=== LISTED ENTRIES ===
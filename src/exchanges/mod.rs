pub mod kraken;
pub mod qryptos;
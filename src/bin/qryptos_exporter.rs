use anyhow::Result;
use clap::Parser;
use crypto_exporters::core::config::Settings;
use crypto_exporters::exchanges::qryptos::QryptosCollector;
use crypto_exporters::exposition;
use std::path::PathBuf;
use tracing_subscriber::EnvFilter;

#[derive(Parser)]
#[command(name = "qryptos-exporter")]
#[command(about = "Prometheus exporter for Qryptos exchange rates and balances", long_about = None)]
#[command(version)]
struct Cli {
    /// Path to the YAML override file
    #[arg(long)]
    config: Option<PathBuf>,

    /// Log level when LOGLEVEL is unset (trace, debug, info, warn, error)
    #[arg(long, default_value = "info")]
    log_level: String,
}

#[tokio::main]
async fn main() -> Result<()> {
    let cli = Cli::parse();

    tracing_subscriber::fmt()
        .with_env_filter(
            EnvFilter::try_from_env("LOGLEVEL")
                .unwrap_or_else(|_| EnvFilter::new(&cli.log_level)),
        )
        .init();

    let defaults = Settings::qryptos_defaults();
    let config_path = cli
        .config
        .unwrap_or_else(|| PathBuf::from(defaults.default_config_path()));
    let settings = defaults.load_overrides(&config_path)?;
    tracing::debug!(?settings, "loaded settings");

    let collector = QryptosCollector::from_settings(&settings).await?;
    exposition::run(settings, collector).await?;
    Ok(())
}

=== PROMPT ===
Starting from the line with "pub mod kraken;" and ending with the final line of the data, quote every line exactly, both ends included.

=== TASK SOLUTION ===
pub mod kraken;
pub mod qryptos;
filename src/bin/qryptos_exporter.rs
use anyhow::Result;
use clap::Parser;
use crypto_exporters::core::config::Settings;
use crypto_exporters::exchanges::qryptos::QryptosCollector;
use crypto_exporters::exposition;
use std::path::PathBuf;
use tracing_subscriber::EnvFilter;

#[derive(Parser)]
#[command(name = "qryptos-exporter")]
#[command(about = "Prometheus exporter for Qryptos exchange rates and balances", long_about = None)]
#[command(version)]
struct Cli {
    /// Path to the YAML override file
    #[arg(long)]
    config: Option<PathBuf>,

    /// Log level when LOGLEVEL is unset (trace, debug, info, warn, error)
    #[arg(long, default_value = "info")]
    log_level: String,
}

#[tokio::main]
async fn main() -> Result<()> {
    let cli = Cli::parse();

    tracing_subscriber::fmt()
        .with_env_filter(
            EnvFilter::try_from_env("LOGLEVEL")
                .unwrap_or_else(|_| EnvFilter::new(&cli.log_level)),
        )
        .init();

    let defaults = Settings::qryptos_defaults();
    let config_path = cli
        .config
        .unwrap_or_else(|| PathBuf::from(defaults.default_config_path()));
    let settings = defaults.load_overrides(&config_path)?;
    tracing::debug!(?settings, "loaded settings");

    let collector = QryptosCollector::from_settings(&settings).await?;
    exposition::run(settings, collector).await?;
    Ok(())
}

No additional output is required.